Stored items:
:::

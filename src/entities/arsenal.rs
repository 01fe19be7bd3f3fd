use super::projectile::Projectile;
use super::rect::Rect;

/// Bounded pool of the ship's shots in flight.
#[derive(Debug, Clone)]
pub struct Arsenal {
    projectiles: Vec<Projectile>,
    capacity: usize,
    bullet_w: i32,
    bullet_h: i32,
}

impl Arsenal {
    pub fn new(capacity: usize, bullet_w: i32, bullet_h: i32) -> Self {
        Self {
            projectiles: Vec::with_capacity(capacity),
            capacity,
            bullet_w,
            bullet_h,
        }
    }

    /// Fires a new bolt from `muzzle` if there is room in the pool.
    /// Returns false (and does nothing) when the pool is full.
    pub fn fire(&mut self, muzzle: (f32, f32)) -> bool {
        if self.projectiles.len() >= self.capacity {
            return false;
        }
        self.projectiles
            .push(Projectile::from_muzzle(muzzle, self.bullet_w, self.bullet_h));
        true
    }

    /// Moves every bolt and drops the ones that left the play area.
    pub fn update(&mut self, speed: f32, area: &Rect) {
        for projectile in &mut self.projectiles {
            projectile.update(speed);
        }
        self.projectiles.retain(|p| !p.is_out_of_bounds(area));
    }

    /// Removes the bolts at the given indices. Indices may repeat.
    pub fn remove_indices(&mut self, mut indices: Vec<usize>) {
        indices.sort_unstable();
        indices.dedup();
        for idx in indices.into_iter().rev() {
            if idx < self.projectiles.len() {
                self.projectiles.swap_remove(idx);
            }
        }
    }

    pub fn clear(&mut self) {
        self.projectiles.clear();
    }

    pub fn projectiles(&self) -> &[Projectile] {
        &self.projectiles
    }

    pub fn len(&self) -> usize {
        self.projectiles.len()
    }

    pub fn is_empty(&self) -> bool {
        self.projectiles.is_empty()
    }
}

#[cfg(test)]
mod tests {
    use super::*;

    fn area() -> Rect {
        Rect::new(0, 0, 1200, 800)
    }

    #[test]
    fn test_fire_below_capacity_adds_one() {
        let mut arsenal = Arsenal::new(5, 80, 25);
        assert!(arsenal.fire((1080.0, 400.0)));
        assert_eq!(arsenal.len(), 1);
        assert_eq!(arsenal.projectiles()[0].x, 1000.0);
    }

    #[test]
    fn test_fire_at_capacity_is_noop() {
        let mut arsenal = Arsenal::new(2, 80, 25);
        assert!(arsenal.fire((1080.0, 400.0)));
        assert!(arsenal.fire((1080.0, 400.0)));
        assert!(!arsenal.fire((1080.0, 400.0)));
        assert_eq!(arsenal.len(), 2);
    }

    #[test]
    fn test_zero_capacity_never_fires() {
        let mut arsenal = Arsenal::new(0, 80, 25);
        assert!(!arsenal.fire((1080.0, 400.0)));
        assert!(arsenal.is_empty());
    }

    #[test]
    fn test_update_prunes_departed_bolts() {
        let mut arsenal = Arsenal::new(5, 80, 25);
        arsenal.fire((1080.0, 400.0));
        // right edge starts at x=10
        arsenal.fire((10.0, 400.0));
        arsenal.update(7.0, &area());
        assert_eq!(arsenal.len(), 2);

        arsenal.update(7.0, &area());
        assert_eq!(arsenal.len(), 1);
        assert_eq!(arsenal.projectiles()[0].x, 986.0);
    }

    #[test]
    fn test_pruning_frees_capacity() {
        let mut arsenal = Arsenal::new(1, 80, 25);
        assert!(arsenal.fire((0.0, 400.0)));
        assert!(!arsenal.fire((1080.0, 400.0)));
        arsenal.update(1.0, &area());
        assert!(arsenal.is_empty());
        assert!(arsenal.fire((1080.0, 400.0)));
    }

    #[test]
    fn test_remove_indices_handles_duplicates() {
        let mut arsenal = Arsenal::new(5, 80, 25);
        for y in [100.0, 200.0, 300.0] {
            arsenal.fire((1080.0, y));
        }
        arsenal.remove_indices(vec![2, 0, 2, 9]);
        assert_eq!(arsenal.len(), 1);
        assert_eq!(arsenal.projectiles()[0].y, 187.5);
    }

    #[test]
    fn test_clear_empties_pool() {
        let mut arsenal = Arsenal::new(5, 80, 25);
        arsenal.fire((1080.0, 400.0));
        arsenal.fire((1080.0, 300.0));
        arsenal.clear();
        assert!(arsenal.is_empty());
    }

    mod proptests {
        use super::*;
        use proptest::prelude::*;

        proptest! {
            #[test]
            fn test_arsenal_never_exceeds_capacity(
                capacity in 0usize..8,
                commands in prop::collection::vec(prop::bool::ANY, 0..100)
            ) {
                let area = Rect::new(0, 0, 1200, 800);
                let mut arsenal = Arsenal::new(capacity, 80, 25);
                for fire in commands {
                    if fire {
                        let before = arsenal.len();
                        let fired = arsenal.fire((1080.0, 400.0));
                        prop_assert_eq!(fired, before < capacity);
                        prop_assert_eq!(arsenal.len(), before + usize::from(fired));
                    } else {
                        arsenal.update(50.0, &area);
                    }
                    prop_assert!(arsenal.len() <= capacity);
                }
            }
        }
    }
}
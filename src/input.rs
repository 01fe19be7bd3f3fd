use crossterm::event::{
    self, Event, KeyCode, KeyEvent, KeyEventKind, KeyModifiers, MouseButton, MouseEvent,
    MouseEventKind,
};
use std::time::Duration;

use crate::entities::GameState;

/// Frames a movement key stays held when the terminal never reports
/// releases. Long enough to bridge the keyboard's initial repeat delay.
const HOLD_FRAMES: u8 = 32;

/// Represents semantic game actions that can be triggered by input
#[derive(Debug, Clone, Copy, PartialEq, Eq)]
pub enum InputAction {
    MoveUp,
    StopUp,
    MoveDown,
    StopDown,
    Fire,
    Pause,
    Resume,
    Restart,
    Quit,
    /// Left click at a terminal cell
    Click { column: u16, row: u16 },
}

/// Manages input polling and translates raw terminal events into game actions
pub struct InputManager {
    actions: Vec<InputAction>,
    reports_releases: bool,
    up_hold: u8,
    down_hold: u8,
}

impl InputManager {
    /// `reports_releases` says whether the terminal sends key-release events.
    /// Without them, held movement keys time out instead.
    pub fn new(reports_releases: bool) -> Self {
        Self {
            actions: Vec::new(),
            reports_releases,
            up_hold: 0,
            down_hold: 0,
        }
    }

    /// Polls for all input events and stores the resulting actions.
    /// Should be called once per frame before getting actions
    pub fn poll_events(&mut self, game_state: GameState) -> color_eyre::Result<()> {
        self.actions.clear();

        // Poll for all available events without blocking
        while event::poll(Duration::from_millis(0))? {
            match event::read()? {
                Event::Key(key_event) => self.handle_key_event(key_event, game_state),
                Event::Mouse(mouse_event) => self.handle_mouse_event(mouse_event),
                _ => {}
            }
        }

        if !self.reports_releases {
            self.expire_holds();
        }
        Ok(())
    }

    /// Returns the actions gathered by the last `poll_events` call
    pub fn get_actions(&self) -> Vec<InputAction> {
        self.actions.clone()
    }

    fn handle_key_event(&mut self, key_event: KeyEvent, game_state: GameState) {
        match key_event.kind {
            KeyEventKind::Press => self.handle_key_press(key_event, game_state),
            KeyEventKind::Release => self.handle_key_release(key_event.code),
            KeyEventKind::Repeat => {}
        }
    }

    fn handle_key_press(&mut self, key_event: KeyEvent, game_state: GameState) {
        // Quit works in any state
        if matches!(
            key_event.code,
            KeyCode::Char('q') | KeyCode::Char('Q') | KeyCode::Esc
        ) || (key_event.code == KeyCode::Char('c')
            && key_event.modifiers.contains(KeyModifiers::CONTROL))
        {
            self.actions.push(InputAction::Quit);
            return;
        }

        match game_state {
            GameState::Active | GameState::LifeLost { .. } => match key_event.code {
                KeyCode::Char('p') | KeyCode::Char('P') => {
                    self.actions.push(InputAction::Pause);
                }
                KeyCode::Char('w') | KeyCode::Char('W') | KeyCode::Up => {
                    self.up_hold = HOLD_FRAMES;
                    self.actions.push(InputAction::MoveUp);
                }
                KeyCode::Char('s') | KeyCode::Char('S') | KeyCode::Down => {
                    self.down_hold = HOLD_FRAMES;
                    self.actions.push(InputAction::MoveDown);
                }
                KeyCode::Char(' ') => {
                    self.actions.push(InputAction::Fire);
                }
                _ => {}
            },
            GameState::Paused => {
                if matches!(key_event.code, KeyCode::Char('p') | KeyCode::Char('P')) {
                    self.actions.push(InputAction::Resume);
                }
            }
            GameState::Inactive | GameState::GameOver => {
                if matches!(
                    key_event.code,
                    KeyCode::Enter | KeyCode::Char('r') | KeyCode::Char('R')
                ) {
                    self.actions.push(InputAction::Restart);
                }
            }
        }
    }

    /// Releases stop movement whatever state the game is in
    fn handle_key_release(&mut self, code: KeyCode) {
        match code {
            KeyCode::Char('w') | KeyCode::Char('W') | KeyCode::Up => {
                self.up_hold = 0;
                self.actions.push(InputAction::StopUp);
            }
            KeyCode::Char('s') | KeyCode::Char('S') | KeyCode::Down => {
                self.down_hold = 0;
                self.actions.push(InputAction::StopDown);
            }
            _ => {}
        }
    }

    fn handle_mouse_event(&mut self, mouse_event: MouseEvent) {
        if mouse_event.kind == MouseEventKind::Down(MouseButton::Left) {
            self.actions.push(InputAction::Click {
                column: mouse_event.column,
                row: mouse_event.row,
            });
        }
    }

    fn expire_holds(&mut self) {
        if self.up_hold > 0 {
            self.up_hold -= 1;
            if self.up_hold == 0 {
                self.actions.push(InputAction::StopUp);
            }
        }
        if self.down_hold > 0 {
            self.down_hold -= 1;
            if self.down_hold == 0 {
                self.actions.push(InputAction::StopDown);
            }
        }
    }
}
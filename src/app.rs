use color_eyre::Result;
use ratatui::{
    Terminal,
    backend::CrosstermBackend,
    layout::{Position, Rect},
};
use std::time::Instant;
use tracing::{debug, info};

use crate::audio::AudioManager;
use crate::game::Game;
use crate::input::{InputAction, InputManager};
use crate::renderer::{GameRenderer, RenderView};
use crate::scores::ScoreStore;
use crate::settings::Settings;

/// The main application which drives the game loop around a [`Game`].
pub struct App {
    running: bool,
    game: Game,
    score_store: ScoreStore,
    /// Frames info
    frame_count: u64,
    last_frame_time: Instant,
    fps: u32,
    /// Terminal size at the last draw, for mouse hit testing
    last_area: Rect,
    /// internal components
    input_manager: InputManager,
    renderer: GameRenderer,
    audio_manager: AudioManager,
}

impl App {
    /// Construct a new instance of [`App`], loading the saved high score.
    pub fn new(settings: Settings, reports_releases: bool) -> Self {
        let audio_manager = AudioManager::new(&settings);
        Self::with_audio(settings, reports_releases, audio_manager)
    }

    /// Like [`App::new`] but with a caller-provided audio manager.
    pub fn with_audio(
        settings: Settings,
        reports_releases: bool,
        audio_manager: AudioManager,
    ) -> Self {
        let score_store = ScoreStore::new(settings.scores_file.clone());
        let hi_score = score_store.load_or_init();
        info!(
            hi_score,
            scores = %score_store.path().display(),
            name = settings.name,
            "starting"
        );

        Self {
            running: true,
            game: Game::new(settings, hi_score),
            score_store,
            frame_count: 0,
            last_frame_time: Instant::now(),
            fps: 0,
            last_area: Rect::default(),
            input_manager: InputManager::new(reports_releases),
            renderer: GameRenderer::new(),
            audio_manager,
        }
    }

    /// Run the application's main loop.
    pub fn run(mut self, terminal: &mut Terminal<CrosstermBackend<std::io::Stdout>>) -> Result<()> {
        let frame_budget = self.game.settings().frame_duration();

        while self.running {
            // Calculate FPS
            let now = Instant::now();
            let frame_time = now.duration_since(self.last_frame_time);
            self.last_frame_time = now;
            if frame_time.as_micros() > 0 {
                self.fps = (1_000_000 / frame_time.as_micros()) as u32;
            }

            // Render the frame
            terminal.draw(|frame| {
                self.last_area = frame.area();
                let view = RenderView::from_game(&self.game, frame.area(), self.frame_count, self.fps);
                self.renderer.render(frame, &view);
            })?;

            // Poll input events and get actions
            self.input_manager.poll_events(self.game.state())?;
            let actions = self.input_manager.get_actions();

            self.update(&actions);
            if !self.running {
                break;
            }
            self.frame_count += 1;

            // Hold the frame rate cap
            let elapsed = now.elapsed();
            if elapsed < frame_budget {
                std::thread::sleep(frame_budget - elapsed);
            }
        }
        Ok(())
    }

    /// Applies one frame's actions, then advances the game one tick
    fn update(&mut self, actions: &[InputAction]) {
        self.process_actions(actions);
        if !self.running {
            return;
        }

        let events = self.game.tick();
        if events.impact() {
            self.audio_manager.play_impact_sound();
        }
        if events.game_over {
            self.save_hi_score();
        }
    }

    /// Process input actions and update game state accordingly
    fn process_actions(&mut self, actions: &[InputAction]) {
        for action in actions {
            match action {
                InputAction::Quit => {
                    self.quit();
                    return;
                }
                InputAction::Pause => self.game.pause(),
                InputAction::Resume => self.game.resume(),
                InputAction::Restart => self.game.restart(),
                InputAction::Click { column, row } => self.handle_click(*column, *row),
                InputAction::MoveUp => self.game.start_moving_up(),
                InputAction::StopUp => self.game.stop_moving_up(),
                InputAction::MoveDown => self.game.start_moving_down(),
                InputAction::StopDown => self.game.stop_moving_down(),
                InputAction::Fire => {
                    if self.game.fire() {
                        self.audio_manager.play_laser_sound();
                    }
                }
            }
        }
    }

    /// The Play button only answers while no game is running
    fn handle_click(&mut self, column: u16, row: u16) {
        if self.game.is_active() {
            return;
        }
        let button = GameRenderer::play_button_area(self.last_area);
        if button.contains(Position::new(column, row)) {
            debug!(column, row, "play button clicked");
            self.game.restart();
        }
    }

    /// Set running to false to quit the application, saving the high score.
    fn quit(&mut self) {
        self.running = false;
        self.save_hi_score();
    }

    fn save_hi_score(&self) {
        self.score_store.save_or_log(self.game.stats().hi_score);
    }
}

:::

# Work task:
Whenever a line of the data includes "entities", copy that line.

# Exercise result:
filename src/entities/arsenal.rs
use crate::entities::GameState;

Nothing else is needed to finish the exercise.